The carnitine palmitoyltransferase (CPT) activities of the outer and the inner membranes of rat liver mitochondria were markedly activated by increase in the ionic strength of the assay medium. ATP at physiological concentrations in the presence of Mg2+ effectively reversed the above effect with octanoyl-CoA, but not with palmitoyl-CoA, as a substrate. Other nucleotides were unable to substitute for ATP. This ATP-Mg2+ effect on the CPT activity was not seen with mitochondria of heart or of skeletal muscles.
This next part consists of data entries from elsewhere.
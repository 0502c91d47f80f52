//! Metrics definitions for the voice webhook server.
//!
//! All metrics follow Prometheus naming conventions:
//! - `voice_` prefix
//! - `_total` suffix for counters
//! - `_seconds` suffix for duration histograms
//!
//! # Cardinality
//!
//! Labels are bounded:
//! - `method`: HTTP methods
//! - `endpoint`: the route table, dynamic segments replaced, `/other` for the rest
//! - `status`: success, error, timeout
//! - `token_type`: user, backend
//! - `instruction`: greeting, explicit_talk
//! - `step`: bind_number, open_tunnel, register_webhooks

use metrics::{counter, histogram};
use metrics_exporter_prometheus::{Matcher, PrometheusBuilder, PrometheusHandle};
use std::time::Duration;

/// Install the Prometheus recorder and return the handle that renders
/// `/metrics`.
///
/// Must be called before any metrics are recorded.
///
/// # Errors
///
/// Returns error if the recorder fails to install (e.g., already installed).
pub fn init_metrics_recorder() -> Result<PrometheusHandle, String> {
    PrometheusBuilder::new()
        .set_buckets_for_metric(
            Matcher::Prefix("voice_http_request".to_string()),
            &[
                0.001, 0.005, 0.010, 0.025, 0.050, 0.100, 0.200, 0.500, 1.000, 2.000,
            ],
        )
        .map_err(|e| format!("Failed to set HTTP request buckets: {e}"))?
        // RSA signing dominates issuance time
        .set_buckets_for_metric(
            Matcher::Prefix("voice_token_issuance".to_string()),
            &[0.0005, 0.001, 0.002, 0.005, 0.010, 0.025, 0.050, 0.100],
        )
        .map_err(|e| format!("Failed to set token issuance buckets: {e}"))?
        .set_buckets_for_metric(
            Matcher::Prefix("voice_provisioning_step".to_string()),
            &[0.050, 0.100, 0.250, 0.500, 1.000, 2.500, 5.000, 10.000],
        )
        .map_err(|e| format!("Failed to set provisioning buckets: {e}"))?
        .install_recorder()
        .map_err(|e| format!("Failed to install Prometheus recorder: {e}"))
}

// ============================================================================
// HTTP Request Metrics
// ============================================================================

/// Record HTTP request completion
///
/// Metric: `voice_http_requests_total`, `voice_http_request_duration_seconds`
/// Labels: `method`, `endpoint`, `status`
///
/// Captures framework-level rejections (404, 405, 400 from extractors) too.
pub fn record_http_request(method: &str, endpoint: &str, status_code: u16, duration: Duration) {
    let normalized_endpoint = normalize_endpoint(endpoint);
    let status = categorize_status_code(status_code);

    histogram!("voice_http_request_duration_seconds",
        "method" => method.to_string(),
        "endpoint" => normalized_endpoint.clone(),
        "status" => status.to_string()
    )
    .record(duration.as_secs_f64());

    counter!("voice_http_requests_total",
        "method" => method.to_string(),
        "endpoint" => normalized_endpoint,
        "status_code" => status_code.to_string()
    )
    .increment(1);
}

fn categorize_status_code(status_code: u16) -> &'static str {
    match status_code {
        200..=299 => "success",
        408 | 504 => "timeout",
        _ => "error",
    }
}

/// Replace dynamic segments so the endpoint label stays bounded.
fn normalize_endpoint(path: &str) -> String {
    match path {
        "/ping" | "/ncco" | "/voiceEvent" | "/metrics" => path.to_string(),
        _ => {
            let segments: Vec<&str> = path.trim_start_matches('/').split('/').collect();
            match segments.as_slice() {
                ["tokens", username] if !username.is_empty() => "/tokens/{username}".to_string(),
                _ => "/other".to_string(),
            }
        }
    }
}

// ============================================================================
// Domain Metrics
// ============================================================================

/// Record a capability token issuance attempt.
///
/// Metric: `voice_token_issuance_duration_seconds`, `voice_token_issuance_total`
/// Labels: `token_type`, `status`
pub fn record_token_issuance(token_type: &str, status: &str, duration: Duration) {
    histogram!("voice_token_issuance_duration_seconds",
        "token_type" => token_type.to_string()
    )
    .record(duration.as_secs_f64());

    counter!("voice_token_issuance_total",
        "token_type" => token_type.to_string(),
        "status" => status.to_string()
    )
    .increment(1);
}

/// Record a synthesized call-control document.
///
/// Metric: `voice_ncco_synthesized_total`
/// Labels: `instruction`
pub fn record_ncco_synthesized(instruction: &str) {
    counter!("voice_ncco_synthesized_total",
        "instruction" => instruction.to_string()
    )
    .increment(1);
}

/// Record the outcome of one start-up provisioning step.
///
/// Metric: `voice_provisioning_step_duration_seconds`, `voice_provisioning_steps_total`
/// Labels: `step`, `status`
pub fn record_provisioning_step(step: &str, status: &str, duration: Duration) {
    histogram!("voice_provisioning_step_duration_seconds",
        "step" => step.to_string()
    )
    .record(duration.as_secs_f64());

    counter!("voice_provisioning_steps_total",
        "step" => step.to_string(),
        "status" => status.to_string()
    )
    .increment(1);
}
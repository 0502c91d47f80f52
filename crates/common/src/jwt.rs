//! Capability token claims shared between the issuer and its consumers.
//!
//! A capability token authorizes its holder against the telephony provider's
//! API. The claim set carries the application identity, an access-control
//! list of path patterns, an optional subject (present for user tokens,
//! absent for backend tokens) and the usual validity window.
//!
//! # Wire shape
//!
//! ```json
//! {
//!   "iat": 1700000000,
//!   "nbf": 1700000000,
//!   "exp": 1700003600,
//!   "jti": "1b0c6a3e-...",
//!   "application_id": "aaaaaaaa-bbbb-cccc-dddd-0123456789ab",
//!   "acl": { "paths": { "/**": {} } },
//!   "sub": "alice"
//! }
//! ```
//!
//! The `sub` key is omitted entirely for backend tokens.

use serde::{Deserialize, Serialize};
use std::collections::BTreeMap;
use std::fmt;
use std::time::Duration;
use thiserror::Error;

// =============================================================================
// Constants
// =============================================================================

/// Maximum accepted size of a compact token (8KB).
///
/// Checked before any base64 decoding or signature work. An RS256 capability
/// token with the default ACL is roughly 600 bytes.
pub const MAX_JWT_SIZE_BYTES: usize = 8192;

/// Default validity window for issued tokens (1 hour).
pub const DEFAULT_TOKEN_TTL: Duration = Duration::from_secs(3600);

/// Path pattern matching every API path.
pub const WILDCARD_PATH: &str = "/**";

// =============================================================================
// Error Types
// =============================================================================

/// Errors raised by the shared token checks.
///
/// Messages are generic; details go to debug logs.
#[derive(Error, Debug, Clone, PartialEq, Eq)]
pub enum JwtValidationError {
    /// Token size exceeds [`MAX_JWT_SIZE_BYTES`].
    #[error("The token is invalid or expired")]
    TokenTooLarge,

    /// Token is not a three-part compact JWT.
    #[error("The token is invalid or expired")]
    MalformedToken,
}

// =============================================================================
// ACL
// =============================================================================

/// Permission object attached to a path pattern.
///
/// The provider treats an empty object as "all methods allowed"; richer
/// objects (e.g. `{"methods": ["GET"]}`) are passed through untouched.
pub type PathPermissions = serde_json::Map<String, serde_json::Value>;

/// Access-control list carried in the `acl` claim.
#[derive(Debug, Clone, PartialEq, Serialize, Deserialize)]
pub struct Acl {
    /// Path pattern to permission object.
    pub paths: BTreeMap<String, PathPermissions>,
}

impl Acl {
    /// ACL granting every path (`{"paths": {"/**": {}}}`).
    #[must_use]
    pub fn unrestricted() -> Self {
        Self::empty().with_path(WILDCARD_PATH, PathPermissions::new())
    }

    /// ACL granting nothing. Extend with [`Acl::with_path`].
    #[must_use]
    pub fn empty() -> Self {
        Self {
            paths: BTreeMap::new(),
        }
    }

    /// Add (or replace) a path pattern.
    #[must_use]
    pub fn with_path(mut self, pattern: impl Into<String>, permissions: PathPermissions) -> Self {
        self.paths.insert(pattern.into(), permissions);
        self
    }
}

impl Default for Acl {
    fn default() -> Self {
        Self::unrestricted()
    }
}

// =============================================================================
// Claims
// =============================================================================

/// Claim set of a capability token.
///
/// `sub` and `jti` are redacted in `Debug` output.
#[derive(Clone, PartialEq, Serialize, Deserialize)]
pub struct CapabilityClaims {
    /// Issued-at (Unix epoch seconds).
    pub iat: i64,

    /// Not-before (Unix epoch seconds). Always equal to `iat` when issued here.
    pub nbf: i64,

    /// Expiry (Unix epoch seconds).
    pub exp: i64,

    /// Unique token identifier.
    pub jti: String,

    /// Provider application the token acts for.
    pub application_id: String,

    /// Paths the holder may call.
    pub acl: Acl,

    /// User the token is scoped to. Absent for backend tokens.
    #[serde(default, skip_serializing_if = "Option::is_none")]
    pub sub: Option<String>,
}

impl fmt::Debug for CapabilityClaims {
    fn fmt(&self, f: &mut fmt::Formatter<'_>) -> fmt::Result {
        f.debug_struct("CapabilityClaims")
            .field("iat", &self.iat)
            .field("nbf", &self.nbf)
            .field("exp", &self.exp)
            .field("jti", &"[REDACTED]")
            .field("application_id", &self.application_id)
            .field("acl", &self.acl)
            .field("sub", &self.sub.as_ref().map(|_| "[REDACTED]"))
            .finish()
    }
}

impl CapabilityClaims {
    /// Build a claim set valid from `issued_at` for `ttl_seconds`.
    ///
    /// `nbf` is pinned to `iat`; `exp` is `iat + ttl_seconds`.
    #[must_use]
    pub fn new(
        application_id: String,
        acl: Acl,
        sub: Option<String>,
        issued_at: i64,
        ttl_seconds: i64,
        jti: String,
    ) -> Self {
        Self {
            iat: issued_at,
            nbf: issued_at,
            exp: issued_at.saturating_add(ttl_seconds),
            jti,
            application_id,
            acl,
            sub,
        }
    }

    /// `iat <= nbf < exp`.
    #[must_use]
    pub fn has_valid_window(&self) -> bool {
        self.iat <= self.nbf && self.nbf < self.exp
    }

    /// True for user-scoped tokens.
    #[must_use]
    pub fn is_user_token(&self) -> bool {
        self.sub.is_some()
    }
}

// =============================================================================
// Functions
// =============================================================================

/// Reject oversized or structurally broken tokens before any decoding.
///
/// # Errors
///
/// - `TokenTooLarge` if the token exceeds [`MAX_JWT_SIZE_BYTES`]
/// - `MalformedToken` if the token does not have exactly three non-empty
///   dot-separated parts
pub fn check_token_shape(token: &str) -> Result<(), JwtValidationError> {
    if token.len() > MAX_JWT_SIZE_BYTES {
        tracing::debug!(
            target: "common.jwt",
            token_size = token.len(),
            max_size = MAX_JWT_SIZE_BYTES,
            "Token rejected: size exceeds maximum allowed"
        );
        return Err(JwtValidationError::TokenTooLarge);
    }

    let parts: Vec<&str> = token.split('.').collect();
    if parts.len() != 3 || parts.iter().any(|p| p.is_empty()) {
        tracing::debug!(
            target: "common.jwt",
            parts = parts.len(),
            "Token rejected: invalid JWT format"
        );
        return Err(JwtValidationError::MalformedToken);
    }

    Ok(())
}

// =============================================================================
// Tests
// =============================================================================
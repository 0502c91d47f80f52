//! HTTP request handlers.

pub mod health;
pub mod metrics;
pub mod tokens;
pub mod voice;

pub use health::ping;
pub use metrics::metrics_handler;
pub use tokens::create_user_token;
pub use voice::{answer_call, voice_event};
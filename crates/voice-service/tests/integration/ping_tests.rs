//! Liveness and operational endpoint tests.

use reqwest::StatusCode;
use voice_test_utils::TestVoiceServer;

/// `/ping` answers `{"success": true}`.
#[tokio::test]
async fn test_ping_returns_success() -> Result<(), anyhow::Error> {
    let server = TestVoiceServer::spawn().await?;

    let response = reqwest::get(format!("{}/ping", server.url())).await?;
    assert_eq!(response.status(), StatusCode::OK);

    let body: serde_json::Value = response.json().await?;
    assert_eq!(body, serde_json::json!({"success": true}));

    Ok(())
}

/// `/metrics` is served as Prometheus text.
#[tokio::test]
async fn test_metrics_endpoint_is_reachable() -> Result<(), anyhow::Error> {
    let server = TestVoiceServer::spawn().await?;

    let response = reqwest::get(format!("{}/metrics", server.url())).await?;
    assert_eq!(response.status(), StatusCode::OK);

    Ok(())
}

/// Unknown paths are 404.
#[tokio::test]
async fn test_unknown_route_returns_404() -> Result<(), anyhow::Error> {
    let server = TestVoiceServer::spawn().await?;

    let response = reqwest::get(format!("{}/answer", server.url())).await?;
    assert_eq!(response.status(), StatusCode::NOT_FOUND);

    Ok(())
}
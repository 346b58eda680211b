//! Property checks for resolution and path rendering.

use json_dotpath::{
    format_path, parse_path, resolve, resolve_lenient, resolve_strict, Mode, PathStep,
};
use proptest::prelude::*;
use serde_json::{json, Map, Value};

fn nest(keys: &[String], leaf: Value) -> Value {
    keys.iter().rev().fold(leaf, |inner, key| {
        let mut map = Map::new();
        map.insert(key.clone(), inner);
        Value::Object(map)
    })
}

fn fixture() -> Value {
    json!({
        "a": {"b": [1, [2, 3], {"c": null}]},
        "x": [[0, 1], [2]],
        "0": "zero"
    })
}

fn path_step() -> impl Strategy<Value = PathStep> {
    prop_oneof![
        "[a-z_][a-z0-9_]{0,6}".prop_map(PathStep::Key),
        (0usize..1000).prop_map(PathStep::Index),
    ]
}

proptest! {
    #[test]
    fn field_only_paths_agree_across_modes(
        keys in prop::collection::vec("[a-z_][a-z0-9_ ]{0,6}[a-z]", 1..6),
        leaf in any::<i64>(),
    ) {
        let doc = nest(&keys, json!(leaf));
        let path = keys.join(".");
        let strict = resolve_strict(&doc, &path).unwrap();
        let lenient = resolve_lenient(&doc, &path).unwrap();
        prop_assert_eq!(strict, &json!(leaf));
        prop_assert_eq!(lenient, Some(strict));
    }

    #[test]
    fn resolution_is_repeatable(path in "[ab0c1x.\\[\\],]{0,12}") {
        let doc = fixture();
        let snapshot = doc.clone();
        for mode in [Mode::Strict, Mode::Lenient] {
            let first = resolve(&doc, &path, mode);
            let second = resolve(&doc, &path, mode);
            prop_assert_eq!(first, second);
        }
        prop_assert_eq!(doc, snapshot);
    }

    #[test]
    fn strict_success_implies_lenient_success(path in "[ab0c1x.\\[\\],]{0,12}") {
        let doc = fixture();
        if let Ok(node) = resolve_strict(&doc, &path) {
            prop_assert_eq!(resolve_lenient(&doc, &path).unwrap(), Some(node));
        }
    }

    #[test]
    fn canonical_form_parses_back(steps in prop::collection::vec(path_step(), 0..8)) {
        let text = format_path(&steps);
        prop_assert_eq!(parse_path(&text).unwrap(), steps);
    }
}
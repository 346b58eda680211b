//! Dotted path lookup over `serde_json` documents.
//!
//! A path is a sequence of field names and bracketed index groups:
//!
//! - `a.b` looks up key `a`, then key `b`;
//! - `a[0]` takes element `0` of the array under `a`;
//! - `a[1,0]` takes element `1`, then element `0` of that element.
//!
//! Paths are scanned lazily while the document is walked. Two resolution
//! modes exist:
//!
//! - [`Mode::Strict`]: a missing key or a node of the wrong kind is an error;
//! - [`Mode::Lenient`]: the same conditions yield `None`.
//!
//! Malformed paths (nested `[`, unterminated groups, non-numeric indices)
//! and out-of-range indices are errors in both modes.
//!
//! ```
//! use json_dotpath::{resolve_lenient, resolve_strict};
//! use serde_json::json;
//!
//! let doc = json!({"arr": [[10, 20], [30, 40]]});
//! assert_eq!(resolve_strict(&doc, "arr[1,0]").unwrap(), 30);
//! assert_eq!(resolve_lenient(&doc, "arr.len").unwrap(), None);
//! ```

pub mod error;
pub mod ext;
pub mod parser;
pub mod scanner;
pub mod types;
pub mod util;
pub mod walker;

pub use error::{ParseModeError, PathError, PathErrorKind};
pub use ext::PathExt;
pub use parser::{parse_path, tokenize};
pub use scanner::{Cursor, ScanState, Scanner, Step};
pub use types::{Mode, PathStep, ScannedToken, Token};
pub use util::{format_path, to_json_pointer};
pub use walker::{resolve, resolve_lenient, resolve_strict};
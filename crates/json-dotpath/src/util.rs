//! Rendering of parsed path steps.

use crate::types::PathStep;

/// Renders steps in canonical dotted form.
///
/// Keys are joined with `.` and consecutive indices share one group, so
/// `[a, b, 1, 0, c]` becomes `a.b[1,0].c`. The output parses back to the
/// same steps unless a key is empty, contains `.` or `[`, or is whitespace
/// only.
pub fn format_path(steps: &[PathStep]) -> String {
    let mut out = String::new();
    let mut in_group = false;
    for step in steps {
        match step {
            PathStep::Key(key) => {
                if in_group {
                    out.push(']');
                    in_group = false;
                }
                if !out.is_empty() {
                    out.push('.');
                }
                out.push_str(key);
            }
            PathStep::Index(index) => {
                out.push(if in_group { ',' } else { '[' });
                in_group = true;
                out.push_str(&index.to_string());
            }
        }
    }
    if in_group {
        out.push(']');
    }
    out
}

/// Renders steps as an RFC 6901 JSON Pointer.
pub fn to_json_pointer(steps: &[PathStep]) -> String {
    let mut out = String::new();
    for step in steps {
        out.push('/');
        match step {
            PathStep::Key(key) => out.push_str(&escape_component(key)),
            PathStep::Index(index) => out.push_str(&index.to_string()),
        }
    }
    out
}

fn escape_component(component: &str) -> String {
    if !component.contains('/') && !component.contains('~') {
        return component.to_string();
    }
    component.replace('~', "~0").replace('/', "~1")
}

#[cfg(test)]
mod tests {
    use super::*;

    fn steps(items: &[PathStep]) -> Vec<PathStep> {
        items.to_vec()
    }

    #[test]
    fn format_merges_consecutive_indices() {
        let path = steps(&[
            "a".into(),
            "b".into(),
            PathStep::Index(1),
            PathStep::Index(0),
            "c".into(),
        ]);
        assert_eq!(format_path(&path), "a.b[1,0].c");
    }

    #[test]
    fn format_edge_shapes() {
        assert_eq!(format_path(&[]), "");
        assert_eq!(format_path(&[PathStep::Index(3)]), "[3]");
        assert_eq!(
            format_path(&[PathStep::Index(0), "x".into(), PathStep::Index(2)]),
            "[0].x[2]"
        );
    }

    #[test]
    fn pointer_escapes_keys() {
        let path = steps(&["a/b".into(), "~k".into(), PathStep::Index(0)]);
        assert_eq!(to_json_pointer(&path), "/a~1b/~0k/0");
        assert_eq!(to_json_pointer(&[]), "");
    }
}
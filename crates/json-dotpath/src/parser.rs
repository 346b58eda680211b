//! Whole-path scanning without a document.

use crate::error::PathError;
use crate::scanner::{parse_index, Scanner};
use crate::types::{PathStep, ScannedToken, Token};

/// Scans the whole path and returns its raw tokens.
///
/// Reports `NestedIndexGroup` and `UnterminatedToken`; index tokens are not
/// validated.
pub fn tokenize(path: &str) -> Result<Vec<Token<'_>>, PathError> {
    Scanner::new(path)
        .map(|scanned| scanned.map(|s| s.token))
        .collect()
}

/// Scans the whole path into owned steps, validating every index.
pub fn parse_path(path: &str) -> Result<Vec<PathStep>, PathError> {
    Scanner::new(path)
        .map(|scanned| {
            let ScannedToken { token, position } = scanned?;
            match token {
                Token::Field(key) => Ok(PathStep::Key(key.to_string())),
                Token::Index(raw) => parse_index(raw, position, path).map(PathStep::Index),
            }
        })
        .collect()
}

#[cfg(test)]
mod tests {
    use super::*;
    use crate::error::PathErrorKind;

    #[test]
    fn tokenize_keeps_raw_indices() {
        assert_eq!(
            tokenize("a[x]").unwrap(),
            vec![Token::Field("a"), Token::Index("x")]
        );
        assert_eq!(
            tokenize("a[0").unwrap_err().kind(),
            PathErrorKind::UnterminatedToken
        );
    }

    #[test]
    fn parse_path_builds_owned_steps() {
        assert_eq!(
            parse_path("store.books[1,0].title").unwrap(),
            vec![
                PathStep::from("store"),
                PathStep::from("books"),
                PathStep::Index(1),
                PathStep::Index(0),
                PathStep::from("title"),
            ]
        );
        assert!(parse_path("").unwrap().is_empty());
    }

    #[test]
    fn parse_path_rejects_bad_indices() {
        let err = parse_path("a[1,y]").unwrap_err();
        assert_eq!(
            err,
            PathError::InvalidIndex {
                token: "y".to_string(),
                position: 5,
                path: "a[1,y]".to_string(),
            }
        );
        assert_eq!(
            parse_path("a[[1]]").unwrap_err().kind(),
            PathErrorKind::NestedIndexGroup
        );
    }
}
//! Path scanning and resolution errors.

use thiserror::Error;

/// Failure raised while scanning a path expression or walking a document.
///
/// Every variant carries `position`, the number of path characters consumed
/// when the failure was detected, and the full `path` it was detected in.
#[derive(Debug, Error, Clone, PartialEq, Eq)]
pub enum PathError {
    #[error("nested index group at {position} : {path}")]
    NestedIndexGroup { position: usize, path: String },
    #[error("end of index token not found at {position} : {path}")]
    UnterminatedToken { position: usize, path: String },
    #[error("index ({token}) should be a non-negative number at {position} : {path}")]
    InvalidIndex {
        token: String,
        position: usize,
        path: String,
    },
    #[error("index {index} out of bounds for array of length {len} at {position} : {path}")]
    IndexOutOfBounds {
        index: usize,
        len: usize,
        position: usize,
        path: String,
    },
    #[error("element '{key}' not found at {position} : {path}")]
    FieldNotFound {
        key: String,
        position: usize,
        path: String,
    },
    #[error("element is not an object at {position} : {path}")]
    NotAnObject { position: usize, path: String },
    #[error("array index on non-array element at {position} : {path}")]
    NotAnArray { position: usize, path: String },
}

/// Fieldless discriminant of [`PathError`].
#[derive(Debug, Clone, Copy, PartialEq, Eq, Hash)]
pub enum PathErrorKind {
    NestedIndexGroup,
    UnterminatedToken,
    InvalidIndex,
    IndexOutOfBounds,
    FieldNotFound,
    NotAnObject,
    NotAnArray,
}

impl PathError {
    pub fn kind(&self) -> PathErrorKind {
        match self {
            Self::NestedIndexGroup { .. } => PathErrorKind::NestedIndexGroup,
            Self::UnterminatedToken { .. } => PathErrorKind::UnterminatedToken,
            Self::InvalidIndex { .. } => PathErrorKind::InvalidIndex,
            Self::IndexOutOfBounds { .. } => PathErrorKind::IndexOutOfBounds,
            Self::FieldNotFound { .. } => PathErrorKind::FieldNotFound,
            Self::NotAnObject { .. } => PathErrorKind::NotAnObject,
            Self::NotAnArray { .. } => PathErrorKind::NotAnArray,
        }
    }

    /// Characters of the path consumed when the error was raised.
    pub fn position(&self) -> usize {
        match self {
            Self::NestedIndexGroup { position, .. }
            | Self::UnterminatedToken { position, .. }
            | Self::InvalidIndex { position, .. }
            | Self::IndexOutOfBounds { position, .. }
            | Self::FieldNotFound { position, .. }
            | Self::NotAnObject { position, .. }
            | Self::NotAnArray { position, .. } => *position,
        }
    }

    /// The full path expression the error was raised for.
    pub fn path(&self) -> &str {
        match self {
            Self::NestedIndexGroup { path, .. }
            | Self::UnterminatedToken { path, .. }
            | Self::InvalidIndex { path, .. }
            | Self::IndexOutOfBounds { path, .. }
            | Self::FieldNotFound { path, .. }
            | Self::NotAnObject { path, .. }
            | Self::NotAnArray { path, .. } => path,
        }
    }

    /// True for errors caused by a malformed path rather than by the document.
    pub fn is_syntax(&self) -> bool {
        matches!(
            self.kind(),
            PathErrorKind::NestedIndexGroup
                | PathErrorKind::UnterminatedToken
                | PathErrorKind::InvalidIndex
        )
    }
}

/// Returned when a string names no known [`Mode`](crate::Mode).
#[derive(Debug, Error, Clone, PartialEq, Eq)]
#[error("unknown resolution mode `{0}`, expected `strict` or `lenient`")]
pub struct ParseModeError(pub String);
The remarkable nucleotide, substrate and tissue specificity of these effects indicate that the above phenomenon may be functional in vivo to regulate the ability of liver mitochondria to utilize medium chain fatty acids via the carnitine-dependent route.
大鼠肝脏线粒体的外膜和内膜的肉碱棕榈酰转移酶(CPT)活性会因检测介质离子强度的增加而显著激活。在存在Mg2+的生理浓度下,ATP能有效逆转上述以辛酰辅酶A为底物时的作用,但以棕榈酰辅酶A为底物时则不能。其他核苷酸无法替代ATP。心脏或骨骼肌线粒体未观察到这种ATP-Mg2+对CPT活性的影响。这些作用显著的核苷酸、底物和组织特异性表明,上述现象可能在体内发挥作用,以调节肝脏线粒体通过肉碱依赖性途径利用中链脂肪酸的能力。